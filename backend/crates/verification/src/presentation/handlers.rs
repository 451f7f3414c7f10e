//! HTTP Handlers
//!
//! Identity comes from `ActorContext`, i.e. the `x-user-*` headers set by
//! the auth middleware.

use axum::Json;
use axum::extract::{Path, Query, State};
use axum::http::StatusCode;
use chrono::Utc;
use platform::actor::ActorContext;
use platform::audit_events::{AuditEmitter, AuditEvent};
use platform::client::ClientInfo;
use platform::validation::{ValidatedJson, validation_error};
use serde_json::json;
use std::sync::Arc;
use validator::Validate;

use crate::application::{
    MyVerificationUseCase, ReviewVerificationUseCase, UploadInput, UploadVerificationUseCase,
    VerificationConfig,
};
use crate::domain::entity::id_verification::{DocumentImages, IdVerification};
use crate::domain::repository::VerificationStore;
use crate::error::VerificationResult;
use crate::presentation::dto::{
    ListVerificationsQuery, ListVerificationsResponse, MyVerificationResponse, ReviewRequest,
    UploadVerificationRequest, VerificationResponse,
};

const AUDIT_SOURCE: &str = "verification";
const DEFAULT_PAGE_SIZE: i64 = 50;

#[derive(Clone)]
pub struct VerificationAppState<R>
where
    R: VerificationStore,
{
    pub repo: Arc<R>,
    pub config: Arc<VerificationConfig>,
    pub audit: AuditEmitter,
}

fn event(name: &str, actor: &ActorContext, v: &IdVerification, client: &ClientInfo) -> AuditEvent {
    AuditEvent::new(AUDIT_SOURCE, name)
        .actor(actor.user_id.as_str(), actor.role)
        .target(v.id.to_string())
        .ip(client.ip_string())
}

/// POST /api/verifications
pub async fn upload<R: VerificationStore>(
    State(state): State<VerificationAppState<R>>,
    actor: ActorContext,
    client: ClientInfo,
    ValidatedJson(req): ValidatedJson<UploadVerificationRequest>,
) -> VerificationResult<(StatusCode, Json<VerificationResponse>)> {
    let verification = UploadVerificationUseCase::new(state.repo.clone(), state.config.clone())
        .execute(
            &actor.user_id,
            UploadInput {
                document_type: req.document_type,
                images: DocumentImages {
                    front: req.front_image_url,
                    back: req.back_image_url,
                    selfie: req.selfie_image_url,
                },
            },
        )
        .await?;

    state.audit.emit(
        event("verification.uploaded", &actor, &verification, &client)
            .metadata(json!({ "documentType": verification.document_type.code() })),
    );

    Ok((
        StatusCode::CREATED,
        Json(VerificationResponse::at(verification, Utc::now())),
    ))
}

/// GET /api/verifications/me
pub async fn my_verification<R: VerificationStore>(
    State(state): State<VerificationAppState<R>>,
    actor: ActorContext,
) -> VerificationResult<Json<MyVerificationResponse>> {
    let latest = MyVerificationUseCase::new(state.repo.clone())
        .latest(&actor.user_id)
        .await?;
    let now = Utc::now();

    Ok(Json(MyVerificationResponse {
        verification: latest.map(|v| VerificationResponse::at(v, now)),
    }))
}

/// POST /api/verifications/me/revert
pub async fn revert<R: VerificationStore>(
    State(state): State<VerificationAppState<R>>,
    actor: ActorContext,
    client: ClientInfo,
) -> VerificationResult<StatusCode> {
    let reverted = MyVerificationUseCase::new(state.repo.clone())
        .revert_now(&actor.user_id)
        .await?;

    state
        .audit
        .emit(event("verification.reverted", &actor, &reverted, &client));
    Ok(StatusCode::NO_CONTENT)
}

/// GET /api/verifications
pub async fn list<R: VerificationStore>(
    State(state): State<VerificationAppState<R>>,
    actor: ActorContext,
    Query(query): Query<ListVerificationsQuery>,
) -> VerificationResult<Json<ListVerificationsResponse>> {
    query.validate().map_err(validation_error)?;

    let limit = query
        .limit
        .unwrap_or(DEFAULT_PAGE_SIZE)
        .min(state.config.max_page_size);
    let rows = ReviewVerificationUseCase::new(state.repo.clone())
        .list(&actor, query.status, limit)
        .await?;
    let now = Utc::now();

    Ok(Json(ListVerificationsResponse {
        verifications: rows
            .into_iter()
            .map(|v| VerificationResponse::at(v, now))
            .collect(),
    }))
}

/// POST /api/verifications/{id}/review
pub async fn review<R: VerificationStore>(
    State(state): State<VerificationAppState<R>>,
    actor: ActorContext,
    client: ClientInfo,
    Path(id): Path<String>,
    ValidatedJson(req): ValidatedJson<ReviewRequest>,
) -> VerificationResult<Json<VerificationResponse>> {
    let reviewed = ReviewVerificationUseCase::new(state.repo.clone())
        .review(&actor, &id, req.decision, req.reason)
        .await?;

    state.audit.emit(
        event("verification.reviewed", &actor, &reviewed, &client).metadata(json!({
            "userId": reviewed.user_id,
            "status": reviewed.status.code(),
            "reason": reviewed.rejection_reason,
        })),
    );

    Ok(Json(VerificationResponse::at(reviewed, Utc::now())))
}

┄┄┄┄┄┄

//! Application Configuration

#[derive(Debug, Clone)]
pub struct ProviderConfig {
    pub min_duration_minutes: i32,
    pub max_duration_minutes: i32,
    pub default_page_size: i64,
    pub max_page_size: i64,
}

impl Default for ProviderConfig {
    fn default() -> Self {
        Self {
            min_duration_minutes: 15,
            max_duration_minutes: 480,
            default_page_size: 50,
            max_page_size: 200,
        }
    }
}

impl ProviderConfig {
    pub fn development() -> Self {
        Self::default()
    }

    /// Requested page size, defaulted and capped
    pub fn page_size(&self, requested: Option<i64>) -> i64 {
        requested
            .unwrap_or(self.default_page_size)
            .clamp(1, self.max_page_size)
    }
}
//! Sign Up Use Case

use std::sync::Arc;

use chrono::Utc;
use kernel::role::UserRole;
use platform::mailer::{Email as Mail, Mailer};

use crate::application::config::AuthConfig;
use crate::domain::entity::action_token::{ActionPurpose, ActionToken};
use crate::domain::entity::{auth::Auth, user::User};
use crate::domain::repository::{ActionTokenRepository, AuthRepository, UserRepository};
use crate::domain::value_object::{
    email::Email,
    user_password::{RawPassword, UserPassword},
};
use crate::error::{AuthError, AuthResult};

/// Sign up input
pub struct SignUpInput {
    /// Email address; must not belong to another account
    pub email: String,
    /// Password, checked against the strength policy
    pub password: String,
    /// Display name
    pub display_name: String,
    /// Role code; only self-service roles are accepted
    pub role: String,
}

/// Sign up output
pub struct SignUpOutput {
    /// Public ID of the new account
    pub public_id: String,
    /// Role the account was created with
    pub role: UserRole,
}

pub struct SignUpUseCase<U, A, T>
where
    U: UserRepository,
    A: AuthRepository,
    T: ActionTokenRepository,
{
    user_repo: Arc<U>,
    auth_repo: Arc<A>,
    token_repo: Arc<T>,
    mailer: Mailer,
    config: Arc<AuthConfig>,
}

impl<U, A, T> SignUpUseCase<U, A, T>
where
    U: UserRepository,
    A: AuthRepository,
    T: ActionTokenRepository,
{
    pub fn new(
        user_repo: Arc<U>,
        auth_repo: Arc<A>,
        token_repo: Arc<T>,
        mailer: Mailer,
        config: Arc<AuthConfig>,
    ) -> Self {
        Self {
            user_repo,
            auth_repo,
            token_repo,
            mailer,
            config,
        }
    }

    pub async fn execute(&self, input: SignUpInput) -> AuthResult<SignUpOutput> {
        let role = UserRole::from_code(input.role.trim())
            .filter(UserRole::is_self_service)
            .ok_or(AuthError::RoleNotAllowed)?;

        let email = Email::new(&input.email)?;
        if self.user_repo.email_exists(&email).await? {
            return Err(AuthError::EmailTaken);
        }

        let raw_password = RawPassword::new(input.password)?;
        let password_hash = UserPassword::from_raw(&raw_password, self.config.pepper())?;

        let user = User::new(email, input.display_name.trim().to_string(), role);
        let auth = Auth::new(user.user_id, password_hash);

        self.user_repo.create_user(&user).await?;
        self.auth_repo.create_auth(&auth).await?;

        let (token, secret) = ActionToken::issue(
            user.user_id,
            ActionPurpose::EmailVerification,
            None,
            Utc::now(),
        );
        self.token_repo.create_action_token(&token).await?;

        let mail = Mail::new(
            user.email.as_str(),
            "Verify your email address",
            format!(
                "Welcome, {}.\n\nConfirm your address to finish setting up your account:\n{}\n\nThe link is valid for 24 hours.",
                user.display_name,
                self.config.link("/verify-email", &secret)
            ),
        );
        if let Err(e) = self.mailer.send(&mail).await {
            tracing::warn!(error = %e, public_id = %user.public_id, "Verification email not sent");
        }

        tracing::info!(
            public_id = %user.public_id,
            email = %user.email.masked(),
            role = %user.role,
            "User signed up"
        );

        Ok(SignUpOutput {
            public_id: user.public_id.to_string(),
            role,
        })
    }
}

┄┄┄┄┄┄

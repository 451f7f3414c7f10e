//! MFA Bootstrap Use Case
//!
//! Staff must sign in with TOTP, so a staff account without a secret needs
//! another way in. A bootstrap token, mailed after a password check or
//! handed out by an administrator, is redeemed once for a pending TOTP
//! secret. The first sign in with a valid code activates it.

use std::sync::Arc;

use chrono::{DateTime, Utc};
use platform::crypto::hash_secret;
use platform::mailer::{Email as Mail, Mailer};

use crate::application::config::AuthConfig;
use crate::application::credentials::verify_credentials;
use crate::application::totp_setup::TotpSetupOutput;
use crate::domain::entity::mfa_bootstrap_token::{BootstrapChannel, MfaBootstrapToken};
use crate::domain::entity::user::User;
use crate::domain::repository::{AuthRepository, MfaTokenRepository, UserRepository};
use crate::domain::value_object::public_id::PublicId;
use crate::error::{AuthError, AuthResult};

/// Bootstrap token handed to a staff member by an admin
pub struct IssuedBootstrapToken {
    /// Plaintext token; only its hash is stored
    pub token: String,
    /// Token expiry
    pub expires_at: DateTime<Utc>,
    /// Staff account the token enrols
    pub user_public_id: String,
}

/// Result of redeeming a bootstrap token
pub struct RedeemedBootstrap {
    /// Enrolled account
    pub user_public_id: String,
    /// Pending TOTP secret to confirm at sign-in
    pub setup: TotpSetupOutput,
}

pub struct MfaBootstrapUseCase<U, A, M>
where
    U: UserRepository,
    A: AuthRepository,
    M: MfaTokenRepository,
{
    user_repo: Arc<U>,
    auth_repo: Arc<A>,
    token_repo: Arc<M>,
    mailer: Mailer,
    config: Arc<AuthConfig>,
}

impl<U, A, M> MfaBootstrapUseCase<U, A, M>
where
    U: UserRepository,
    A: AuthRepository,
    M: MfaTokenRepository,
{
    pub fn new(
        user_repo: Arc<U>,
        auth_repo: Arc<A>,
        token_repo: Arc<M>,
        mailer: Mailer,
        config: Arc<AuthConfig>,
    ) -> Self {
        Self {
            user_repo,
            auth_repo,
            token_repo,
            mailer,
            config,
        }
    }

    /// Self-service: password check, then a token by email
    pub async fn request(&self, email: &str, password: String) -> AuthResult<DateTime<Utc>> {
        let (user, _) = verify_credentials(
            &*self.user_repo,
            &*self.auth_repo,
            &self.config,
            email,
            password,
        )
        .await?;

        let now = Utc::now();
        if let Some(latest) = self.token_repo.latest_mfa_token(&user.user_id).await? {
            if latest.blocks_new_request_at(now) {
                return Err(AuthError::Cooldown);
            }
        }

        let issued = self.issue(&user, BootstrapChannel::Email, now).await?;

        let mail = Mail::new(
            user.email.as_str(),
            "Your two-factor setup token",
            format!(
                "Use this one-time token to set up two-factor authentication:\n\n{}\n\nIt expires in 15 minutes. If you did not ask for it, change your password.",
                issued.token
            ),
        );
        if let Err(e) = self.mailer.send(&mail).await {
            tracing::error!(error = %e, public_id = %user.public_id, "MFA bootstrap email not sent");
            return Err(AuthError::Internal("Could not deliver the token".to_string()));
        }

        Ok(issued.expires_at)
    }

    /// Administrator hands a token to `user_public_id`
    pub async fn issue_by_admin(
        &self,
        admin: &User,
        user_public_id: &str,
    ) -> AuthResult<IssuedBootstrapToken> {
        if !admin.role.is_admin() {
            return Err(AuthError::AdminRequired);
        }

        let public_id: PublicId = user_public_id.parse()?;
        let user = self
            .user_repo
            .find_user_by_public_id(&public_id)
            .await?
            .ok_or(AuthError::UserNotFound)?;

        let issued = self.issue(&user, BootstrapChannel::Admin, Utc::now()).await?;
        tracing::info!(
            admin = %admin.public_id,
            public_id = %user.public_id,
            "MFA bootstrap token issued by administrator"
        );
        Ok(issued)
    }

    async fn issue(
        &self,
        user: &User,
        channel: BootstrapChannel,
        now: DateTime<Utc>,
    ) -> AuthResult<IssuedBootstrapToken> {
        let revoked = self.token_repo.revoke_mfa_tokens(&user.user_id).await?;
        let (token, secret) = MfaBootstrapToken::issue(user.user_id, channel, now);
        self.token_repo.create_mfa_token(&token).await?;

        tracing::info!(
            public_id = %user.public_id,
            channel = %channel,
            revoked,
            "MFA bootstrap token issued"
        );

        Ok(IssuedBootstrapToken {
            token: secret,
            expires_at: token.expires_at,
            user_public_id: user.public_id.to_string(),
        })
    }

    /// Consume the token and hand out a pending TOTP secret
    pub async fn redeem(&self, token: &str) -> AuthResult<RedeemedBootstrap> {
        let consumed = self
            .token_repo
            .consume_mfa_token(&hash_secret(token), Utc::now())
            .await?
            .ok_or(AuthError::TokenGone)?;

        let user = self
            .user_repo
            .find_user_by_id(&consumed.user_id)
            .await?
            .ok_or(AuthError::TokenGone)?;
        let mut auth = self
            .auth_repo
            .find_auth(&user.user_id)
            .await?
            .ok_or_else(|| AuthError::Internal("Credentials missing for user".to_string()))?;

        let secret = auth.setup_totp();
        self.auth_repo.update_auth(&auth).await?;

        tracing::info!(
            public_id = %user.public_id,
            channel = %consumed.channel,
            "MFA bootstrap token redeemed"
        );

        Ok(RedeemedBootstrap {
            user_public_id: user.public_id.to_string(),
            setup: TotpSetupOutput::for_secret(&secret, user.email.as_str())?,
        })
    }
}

┄┄┄┄┄┄

• [Task statement] What is needed is every line of the records above that contains the word "AuthError".

• [Your response]
use crate::error::{AuthError, AuthResult};
            .ok_or(AuthError::RoleNotAllowed)?;
            return Err(AuthError::EmailTaken);
use crate::error::{AuthError, AuthResult};
                return Err(AuthError::Cooldown);
            return Err(AuthError::Internal("Could not deliver the token".to_string()));
            return Err(AuthError::AdminRequired);
            .ok_or(AuthError::UserNotFound)?;
            .ok_or(AuthError::TokenGone)?;
            .ok_or(AuthError::TokenGone)?;
            .ok_or_else(|| AuthError::Internal("Credentials missing for user".to_string()))?;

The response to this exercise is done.